Ne kendine şefkatin vardır bu yolda, ne de yolda karşılaştıklarına. Çünkü beklentilerin vardır hayattan, almak istediklerin vardır. Çünkü “takdir edilmek için kendini feda et”tir, “birileri sana hep yanlış yaptı”dır, ya da “birileri gelsin seni kurtarsın”dır ne yazık ki atalarından sana aktarılan. O yüzden aslında herkes, her şey seni evine yani özüne, bizzat sana getirmeye çalışırken; sen yalnız kalmayayım diye elinde ne varsa ona tutunursun. Tutundukça yalnızlaşırsın.
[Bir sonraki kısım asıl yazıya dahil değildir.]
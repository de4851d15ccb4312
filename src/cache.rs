//! Keyed cache of remote query results
//!
//! Provides:
//! - `QueryKey`: logical query name plus its filter parameters
//! - `QueryCache::get_or_fetch`: serve fresh entries, fetch stale or missing ones
//! - `affected_queries`: which logical queries a mutation makes stale
//!
//! Entries never expire on their own; they go stale only through
//! `QueryCache::invalidate` or `QueryCache::clear`.

use serde::{de::DeserializeOwned, Serialize};
use serde_json::Value;
use std::collections::HashMap;
use std::fmt;
use std::future::Future;
use std::sync::Arc;
use tokio::sync::Mutex;
use tracing::debug;
use uuid::Uuid;

use crate::errors::Result;

/// Logical queries the views issue
#[derive(Debug, Clone, Copy, PartialEq, Eq, Hash)]
pub enum QueryName {
    Properties,
    AvailableProperties,
    Rentals,
    MonthlyRevenue,
    DashboardStats,
    Profile,
}

impl QueryName {
    pub fn as_str(&self) -> &'static str {
        match self {
            QueryName::Properties => "properties",
            QueryName::AvailableProperties => "available-properties",
            QueryName::Rentals => "rentals",
            QueryName::MonthlyRevenue => "monthly-revenue",
            QueryName::DashboardStats => "dashboard-stats",
            QueryName::Profile => "profile",
        }
    }
}

/// Query name plus the parameters that distinguish one result from another
#[derive(Debug, Clone, PartialEq, Eq, Hash)]
pub struct QueryKey {
    pub name: QueryName,
    pub params: Vec<String>,
}

impl QueryKey {
    pub fn new(name: QueryName) -> Self {
        Self {
            name,
            params: Vec::new(),
        }
    }

    /// Key for a query scoped to one account; the owner is the first param
    pub fn owned(name: QueryName, owner: Uuid) -> Self {
        Self::new(name).with_param(owner)
    }

    pub fn with_param(mut self, param: impl ToString) -> Self {
        self.params.push(param.to_string());
        self
    }
}

impl fmt::Display for QueryKey {
    fn fmt(&self, f: &mut fmt::Formatter<'_>) -> fmt::Result {
        f.write_str(self.name.as_str())?;
        for param in &self.params {
            write!(f, ":{param}")?;
        }
        Ok(())
    }
}

/// Writes the views perform
#[derive(Debug, Clone, Copy, PartialEq, Eq)]
pub enum Mutation {
    CreateProperty,
    UpdateProperty,
    CreateRental,
    UpdateRental,
    DeactivateRental,
    UpdateProfile,
}

/// Logical queries whose cached results a mutation makes stale
pub fn affected_queries(mutation: Mutation) -> &'static [QueryName] {
    use QueryName::*;
    match mutation {
        Mutation::CreateProperty => &[Properties, AvailableProperties, DashboardStats],
        // Rentals embed the property title.
        Mutation::UpdateProperty => &[Properties, AvailableProperties, Rentals],
        Mutation::CreateRental => &[
            Rentals,
            AvailableProperties,
            Properties,
            MonthlyRevenue,
            DashboardStats,
        ],
        Mutation::UpdateRental | Mutation::DeactivateRental => &[Rentals, MonthlyRevenue, DashboardStats],
        Mutation::UpdateProfile => &[Profile],
    }
}

#[derive(Debug, Default)]
struct Slot {
    value: Option<Value>,
    fresh: bool,
}

/// Cache of query results stored as JSON, one async lock per key.
///
/// Holding the key's lock across the fetch makes concurrent readers of the
/// same key wait for the one in-flight request instead of issuing their own.
#[derive(Default)]
pub struct QueryCache {
    slots: Mutex<HashMap<QueryKey, Arc<Mutex<Slot>>>>,
}

impl QueryCache {
    pub fn new() -> Self {
        Self::default()
    }

    async fn slot(&self, key: &QueryKey) -> Arc<Mutex<Slot>> {
        let mut slots = self.slots.lock().await;
        slots.entry(key.clone()).or_default().clone()
    }

    /// Cached value for `key`, or the loader's result when missing or stale.
    ///
    /// A failed load leaves the entry as it was and returns the error.
    pub async fn get_or_fetch<T, F, Fut>(&self, key: &QueryKey, loader: F) -> Result<T>
    where
        T: Serialize + DeserializeOwned,
        F: FnOnce() -> Fut,
        Fut: Future<Output = Result<T>>,
    {
        let slot = self.slot(key).await;
        let mut slot = slot.lock().await;

        if slot.fresh {
            if let Some(value) = &slot.value {
                debug!(key = %key, "Cache hit");
                return Ok(serde_json::from_value(value.clone())?);
            }
        }

        debug!(key = %key, "Cache miss");
        let loaded = loader().await?;
        slot.value = Some(serde_json::to_value(&loaded)?);
        slot.fresh = true;
        Ok(loaded)
    }

    /// Whether `key` currently holds a fresh value
    pub async fn is_fresh(&self, key: &QueryKey) -> bool {
        let slot = {
            let slots = self.slots.lock().await;
            match slots.get(key) {
                Some(slot) => slot.clone(),
                None => return false,
            }
        };
        let slot = slot.lock().await;
        slot.fresh
    }

    /// Mark stale every key, any parameters, belonging to the given queries
    pub async fn invalidate_queries(&self, names: &[QueryName]) {
        let targets: Vec<(QueryKey, Arc<Mutex<Slot>>)> = {
            let slots = self.slots.lock().await;
            slots
                .iter()
                .filter(|(key, _)| names.contains(&key.name))
                .map(|(key, slot)| (key.clone(), slot.clone()))
                .collect()
        };

        for (key, slot) in targets {
            slot.lock().await.fresh = false;
            debug!(key = %key, "Invalidated");
        }
    }

    /// Invalidate what `mutation` affects
    pub async fn invalidate(&self, mutation: Mutation) {
        self.invalidate_queries(affected_queries(mutation)).await;
    }

    /// Drop everything, e.g. on sign-out
    pub async fn clear(&self) {
        self.slots.lock().await.clear();
    }
}

#[cfg(test)]
mod tests {
    use super::*;
    use std::sync::atomic::{AtomicUsize, Ordering};

    #[test]
    fn test_key_display() {
        let key = QueryKey::new(QueryName::MonthlyRevenue).with_param("2024-03");
        assert_eq!(key.to_string(), "monthly-revenue:2024-03");
        assert_eq!(QueryKey::new(QueryName::Rentals).to_string(), "rentals");
    }

    #[test]
    fn test_rental_creation_invalidates_rentals_and_available_properties() {
        let affected = affected_queries(Mutation::CreateRental);
        assert!(affected.contains(&QueryName::Rentals));
        assert!(affected.contains(&QueryName::AvailableProperties));
        assert!(!affected.contains(&QueryName::Profile));
    }

    #[tokio::test]
    async fn test_owners_are_cached_separately() {
        let cache = QueryCache::new();
        let first = QueryKey::owned(QueryName::Properties, Uuid::new_v4());
        let second = QueryKey::owned(QueryName::Properties, Uuid::new_v4());
        assert_ne!(first, second);

        let a: Vec<u32> = cache.get_or_fetch(&first, || async { Ok(vec![1, 2, 3]) }).await.unwrap();
        let b: Vec<u32> = cache.get_or_fetch(&second, || async { Ok(vec![]) }).await.unwrap();
        assert_eq!(a.len(), 3);
        assert!(b.is_empty());
    }

    #[tokio::test]
    async fn test_second_read_is_served_from_cache() {
        let cache = QueryCache::new();
        let calls = AtomicUsize::new(0);
        let key = QueryKey::new(QueryName::Properties);

        for _ in 0..3 {
            let value: Vec<u32> = cache
                .get_or_fetch(&key, || async {
                    calls.fetch_add(1, Ordering::SeqCst);
                    Ok(vec![1, 2])
                })
                .await
                .unwrap();
            assert_eq!(value, vec![1, 2]);
        }
        assert_eq!(calls.load(Ordering::SeqCst), 1);
    }

    #[tokio::test]
    async fn test_invalidation_forces_refetch_for_every_param() {
        let cache = QueryCache::new();
        let march = QueryKey::new(QueryName::MonthlyRevenue).with_param("2024-03");
        let april = QueryKey::new(QueryName::MonthlyRevenue).with_param("2024-04");

        let _: u32 = cache.get_or_fetch(&march, || async { Ok(1) }).await.unwrap();
        let _: u32 = cache.get_or_fetch(&april, || async { Ok(2) }).await.unwrap();

        cache.invalidate(Mutation::CreateRental).await;
        assert!(!cache.is_fresh(&march).await);
        assert!(!cache.is_fresh(&april).await);

        let refreshed: u32 = cache.get_or_fetch(&march, || async { Ok(10) }).await.unwrap();
        assert_eq!(refreshed, 10);
    }

    #[tokio::test]
    async fn test_unaffected_keys_stay_fresh() {
        let cache = QueryCache::new();
        let profile = QueryKey::new(QueryName::Profile);
        let _: String = cache
            .get_or_fetch(&profile, || async { Ok("Ana".to_string()) })
            .await
            .unwrap();

        cache.invalidate(Mutation::CreateProperty).await;
        assert!(cache.is_fresh(&profile).await);
    }

    #[tokio::test]
    async fn test_failed_load_is_not_cached() {
        let cache = QueryCache::new();
        let key = QueryKey::new(QueryName::Rentals);

        let failed: Result<u32> = cache
            .get_or_fetch(&key, || async { Err(crate::errors::AppError::remote(503, "down")) })
            .await;
        assert!(failed.is_err());
        assert!(!cache.is_fresh(&key).await);

        let value: u32 = cache.get_or_fetch(&key, || async { Ok(7) }).await.unwrap();
        assert_eq!(value, 7);
    }

    #[tokio::test]
    async fn test_concurrent_reads_share_one_fetch() {
        let cache = Arc::new(QueryCache::new());
        let calls = Arc::new(AtomicUsize::new(0));
        let key = QueryKey::new(QueryName::Properties);

        let mut handles = Vec::new();
        for _ in 0..8 {
            let cache = cache.clone();
            let calls = calls.clone();
            let key = key.clone();
            handles.push(tokio::spawn(async move {
                cache
                    .get_or_fetch(&key, || async {
                        calls.fetch_add(1, Ordering::SeqCst);
                        tokio::time::sleep(std::time::Duration::from_millis(20)).await;
                        Ok(42u32)
                    })
                    .await
                    .unwrap()
            }));
        }
        for handle in handles {
            assert_eq!(handle.await.unwrap(), 42);
        }
        assert_eq!(calls.load(Ordering::SeqCst), 1);
    }
}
Ait hissetmek istedikçe uzaklaşırsın çünkü; kendi köklerini dünyaya bağlamak, kendi bedeninde evinde, bizzat kendine ait hissetmekle başlar; ama sen unutmuşsundur.
Yengeçte Güneş Tutulması
İşte bu tutulma hatırlatır: Sen senle olduğun müddetçe evindesin. Sen kendine sahip çıktıkça aitsin. Sen kendini olduğun gibi kabul ettikçe şefkatsin. Hayatın da işte tam bunu kabullendiğin noktada değişir, dönüşür: ihtiyacın olan her şey ve tek şey sensin! Ve ne yazık ki, acı ama hakikat: Sen kendine bunları hatırlatmadıkça da karmanın kölesisin, aktarıcısısın.
Elbette altını çizelim ki; hepimiz aynı anda hatırlamayacağız! Herkesin karmayı kıracağı idrak noktası kendine has, geçmesi gereken deneyimler şahsi. Kendine hatırlatamadın mı; e demek ki daha çekilecek ıstırabın var güzel kardeşim. Istırabından da korkma, bu evren oyle müthiş ki; sen “yetti” deyince dönüşüveriyor o ıstırap güzelliklere, mucizelere. Zaten bu “lila”da, yani bu ilahi oyunda; ıstırap bu yüzden var. Sen “yetti” diyesin de, artık eve gelmeye karar veresin diye.
Sen bu evrenin en güçlü varlığısın!
Sen hayatını neye istersen ona dönüştürecek güçtesin. Sen bunu hatırlayana kadar gücünü devrettiğin anlaşmalarla boğuşacaksın elbet. İşte hayatın güzelliği tam olarak burada başlıyor. Dermanı derdin içinde. Ya Rab sen ne büyüksün!
O yüzden kendine kızma artık! Başkalarına hiç kızma! Gücünü devral! Kendine acıma! Başkalarına hiç acıma! Herkes aynı özden gelmekte, herkes aynı güçte, herkes kendi hayatını dönüştürebilir, herkes aynı oyunun bambaşka rollerindeki karakterler ve hepsi gerekli. Sen kendi yoluna bak. Sen kendini bulmaya bak. Bu eşsiz valste, oyunun gereği olan bu cehalete, unutmuşluğa şefkat akıtmaya önce kendinden başla; sonra da akıt etrafındaki her cana!
Baba Ram Dass’ın en sevdiğim sözüyle bitireyim bugün: “Hepimiz birbirimizi eve yürütüyoruz.”
İşte, hatırlatır bu ateş çemberi: O ev sensin, o evde yeterlisin, güvendesin, berekettesin. Sen iste olsun. “Sen ol de olsun. Ama önce sen ol da, olsun” diyen Halit hocama da buradan aşk olsun.